WHAT THE TASK REQUIRES » Check each line below for the word "true", and copy those that have it.

(EXTRACTED INFORMATION Opens)

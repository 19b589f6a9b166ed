//! Tests for the host and editor facades over a linked pair of buses.

use std::sync::Arc;
use std::sync::atomic::{AtomicUsize, Ordering};
use std::time::Duration;

use microeditor_config::{BusConfig, UnhandledRequestPolicy};
use microeditor_protocol::messages::{
    DirtyIndicator, EditorContent, InitParams, KeyboardEvent, KeyboardEventType, LanguageData,
    Rect, ResourceContent, ResourceContentParams, ResourcesList, StateControlCommand, Tutorial,
    UserInteraction,
};
use parking_lot::Mutex;
use rstest::rstest;

use super::*;
use crate::bus::EnvelopeBus;
use crate::error::BusError;
use crate::transport::memory;

struct Linked {
    host: HostController,
    editor: EditorEnvelope,
}

impl Drop for Linked {
    fn drop(&mut self) {
        self.host.dispose();
        self.editor.dispose();
    }
}

fn linked(editor_config: BusConfig) -> Linked {
    let (host_end, editor_end) = memory::duplex();
    let (host_transport, host_incoming) = host_end.into_parts();
    let (editor_transport, editor_incoming) = editor_end.into_parts();
    let host_bus = EnvelopeBus::new("host", host_transport, BusConfig::default());
    let editor_bus = EnvelopeBus::new("editor", editor_transport, editor_config);

    let serving_host = host_bus.clone();
    tokio::spawn(async move { serving_host.serve(host_incoming).await });
    let serving_editor = editor_bus.clone();
    tokio::spawn(async move { serving_editor.serve(editor_incoming).await });

    Linked {
        host: HostController::new(host_bus),
        editor: EditorEnvelope::new(editor_bus),
    }
}

fn init_params() -> InitParams {
    InitParams {
        origin: String::from("https://host.example"),
        bus_id: String::from("bus-1"),
    }
}

async fn settle() {
    tokio::time::sleep(Duration::from_millis(20)).await;
}

#[rstest]
#[tokio::test]
async fn editor_fetches_language_and_content_from_host() {
    let pair = linked(BusConfig::default());
    pair.host.on_language_request(|| async {
        Ok(LanguageData {
            language: String::from("bpmn"),
            editor_id: None,
            resources: Vec::new(),
        })
    });
    pair.host.on_content_request(|| async { Ok(EditorContent::new("<definitions/>")) });

    let language = pair.editor.request_language().await.expect("language");
    let content = pair.editor.request_content().await.expect("content");

    assert_eq!(language.language, "bpmn");
    assert_eq!(content.content, "<definitions/>");
}

#[rstest]
#[tokio::test]
async fn editor_lists_and_reads_resources() {
    let pair = linked(BusConfig::default());
    pair.host.on_resource_list_request(|params| async move {
        Ok(ResourcesList {
            pattern: params.pattern,
            paths: vec![String::from("a.bpmn"), String::from("b.bpmn")],
        })
    });
    pair.host
        .on_resource_content_request(|params: ResourceContentParams| async move {
            Ok((params.path == "a.bpmn").then(|| ResourceContent {
                path: params.path.clone(),
                content: Some(String::from("<a/>")),
                content_type: params.opts.content_type,
            }))
        });

    let listing = pair
        .editor
        .request_resource_list("*.bpmn")
        .await
        .expect("listing");
    let found = pair
        .editor
        .request_resource_content(&ResourceContentParams::text("a.bpmn"))
        .await
        .expect("lookup");
    let missing = pair
        .editor
        .request_resource_content(&ResourceContentParams::text("zzz"))
        .await
        .expect("lookup");

    assert_eq!(listing.paths.len(), 2);
    assert_eq!(found.and_then(|resource| resource.content).as_deref(), Some("<a/>"));
    assert_eq!(missing, None);
}

#[rstest]
#[tokio::test]
async fn host_fetches_preview_and_element_position() {
    let pair = linked(BusConfig::default());
    pair.editor.on_preview_request(|| async { Ok(Some(String::from("<svg/>"))) });
    pair.editor.on_element_position_request(|params| async move {
        Ok((params.selector == "#task").then(Rect::default))
    });

    let preview = pair.host.request_preview().await.expect("preview");
    let located = pair
        .host
        .request_element_position("#task")
        .await
        .expect("position");
    let absent = pair
        .host
        .request_element_position("#nothing")
        .await
        .expect("position");

    assert_eq!(preview.as_deref(), Some("<svg/>"));
    assert!(located.is_some());
    assert!(absent.is_none());
}

#[rstest]
#[tokio::test]
async fn host_commands_reach_editor_listeners() {
    let pair = linked(BusConfig::default());
    let undos = Arc::new(AtomicUsize::new(0));
    let redos = Arc::new(AtomicUsize::new(0));
    let keys = Arc::new(Mutex::new(Vec::new()));
    let undo_counter = Arc::clone(&undos);
    pair.editor.on_undo(move || {
        undo_counter.fetch_add(1, Ordering::SeqCst);
    });
    let redo_counter = Arc::clone(&redos);
    pair.editor.on_redo(move || {
        redo_counter.fetch_add(1, Ordering::SeqCst);
    });
    let key_log = Arc::clone(&keys);
    pair.editor.on_keyboard_event(move |event| key_log.lock().push(event.key));

    pair.host.undo().expect("undo");
    pair.host.undo().expect("undo");
    pair.host.redo().expect("redo");
    pair.host
        .keyboard_event(&KeyboardEvent {
            event_type: KeyboardEventType::Keydown,
            key: String::from("z"),
            code: String::from("KeyZ"),
            alt_key: false,
            ctrl_key: true,
            shift_key: false,
            meta_key: false,
        })
        .expect("keyboard event");
    settle().await;

    assert_eq!(undos.load(Ordering::SeqCst), 2);
    assert_eq!(redos.load(Ordering::SeqCst), 1);
    assert_eq!(*keys.lock(), vec![String::from("z")]);
}

#[rstest]
#[tokio::test]
async fn editor_notifications_reach_host_listeners() {
    let pair = linked(BusConfig::default());
    let events = Arc::new(Mutex::new(Vec::new()));
    let ready_log = Arc::clone(&events);
    pair.host.on_ready(move || ready_log.lock().push(String::from("ready")));
    let dirty_log = Arc::clone(&events);
    pair.host
        .on_dirty_indicator_change(move |DirtyIndicator { is_dirty }| {
            dirty_log.lock().push(format!("dirty={is_dirty}"));
        });
    let edit_log = Arc::clone(&events);
    pair.host.on_new_edit(move |edit| edit_log.lock().push(format!("edit={}", edit.id)));
    let state_log = Arc::clone(&events);
    pair.host.on_state_control_command_update(move |update| {
        state_log.lock().push(format!("{:?}", update.command));
    });
    let error_log = Arc::clone(&events);
    pair.host.on_set_content_error(move |error| error_log.lock().push(error.message));
    let open_log = Arc::clone(&events);
    pair.host.on_open_file(move |file| open_log.lock().push(format!("open={}", file.path)));

    pair.editor.ready().expect("ready");
    pair.editor.dirty_indicator_change(true).expect("dirty");
    pair.editor.new_edit("e1").expect("edit");
    pair.editor.state_control_command_update(StateControlCommand::Undo).expect("state control");
    pair.editor.set_content_error("bad xml").expect("content error");
    pair.editor.open_file("other.dmn").expect("open file");
    settle().await;

    assert_eq!(
        *events.lock(),
        vec![
            String::from("ready"),
            String::from("dirty=true"),
            String::from("edit=e1"),
            String::from("Undo"),
            String::from("bad xml"),
            String::from("open=other.dmn"),
        ]
    );
}

#[rstest]
#[tokio::test]
async fn guided_tour_messages_reach_host_listeners() {
    let pair = linked(BusConfig::default());
    let seen = Arc::new(Mutex::new(Vec::new()));
    let interactions = Arc::clone(&seen);
    pair.host.on_guided_tour_user_interaction(move |interaction| {
        interactions.lock().push(interaction.action);
    });
    let tutorials = Arc::clone(&seen);
    pair.host
        .on_guided_tour_register_tutorial(move |tutorial| tutorials.lock().push(tutorial.label));

    pair.editor
        .guided_tour_user_interaction(&UserInteraction {
            action: String::from("CLICK"),
            target: String::from("#task"),
        })
        .expect("interaction");
    pair.editor
        .guided_tour_register_tutorial(&Tutorial {
            label: String::from("intro"),
            steps: Vec::new(),
        })
        .expect("tutorial");
    settle().await;

    assert_eq!(*seen.lock(), vec![String::from("CLICK"), String::from("intro")]);
}

// ---------------------------------------------------------------------------
// Initialisation polling
// ---------------------------------------------------------------------------

const FAST: InitPolling = InitPolling {
    interval: Duration::from_millis(20),
    max_attempts: 50,
};

#[rstest]
#[tokio::test]
async fn init_polling_succeeds_on_first_answered_attempt() {
    let pair = linked(BusConfig::default());
    pair.editor.on_init(|_| async { Ok(()) });

    let attempt = pair
        .host
        .poll_init_with(&init_params(), FAST)
        .await
        .expect("initialised");

    assert_eq!(attempt, 1);
}

#[rstest]
#[tokio::test]
async fn init_polling_retries_until_the_editor_listens() {
    let pair = linked(BusConfig::default().with_unhandled_requests(UnhandledRequestPolicy::Drop));
    let received = Arc::new(Mutex::new(None));
    let late_editor = pair.editor.clone();
    let record = Arc::clone(&received);
    tokio::spawn(async move {
        tokio::time::sleep(Duration::from_millis(70)).await;
        late_editor.on_init(move |params| {
            *record.lock() = Some(params);
            async { Ok(()) }
        });
    });

    let attempt = pair
        .host
        .poll_init_with(&init_params(), FAST)
        .await
        .expect("initialised");

    assert!(attempt > 1, "first attempts should have gone unanswered");
    assert_eq!(*received.lock(), Some(init_params()));
    assert_eq!(pair.host.bus().pending_requests(), 0);
}

#[rstest]
#[tokio::test]
async fn init_polling_gives_up_after_max_attempts() {
    let pair = linked(BusConfig::default().with_unhandled_requests(UnhandledRequestPolicy::Drop));
    let polling = InitPolling {
        interval: Duration::from_millis(10),
        max_attempts: 3,
    };

    let error = pair
        .host
        .poll_init_with(&init_params(), polling)
        .await
        .expect_err("nobody answers");

    assert!(matches!(error, BusError::InitPollingExhausted { attempts: 3 }));
}

#[rstest]
#[tokio::test]
async fn init_polling_stops_on_errors_other_than_timeouts() {
    let pair = linked(BusConfig::default());

    let error = pair
        .host
        .poll_init_with(&init_params(), FAST)
        .await
        .expect_err("editor refuses");

    assert!(matches!(error, BusError::UnhandledRequest { .. }));
}

#[rstest]
fn polling_defaults_come_from_configuration() {
    let polling = InitPolling::default();
    assert_eq!(polling.interval, Duration::from_millis(100));
    assert_eq!(polling.max_attempts, 100);

    let wire = crate::tests::support::RecordingTransport::new();
    let host = HostController::new(EnvelopeBus::new("host", wire, BusConfig::default()));
    assert_eq!(host.polling(), polling);
}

(EXTRACTED INFORMATION Closes)

YOUR RESPONSE »
            ctrl_key: true,
    pair.editor.dirty_indicator_change(true).expect("dirty");
            String::from("dirty=true"),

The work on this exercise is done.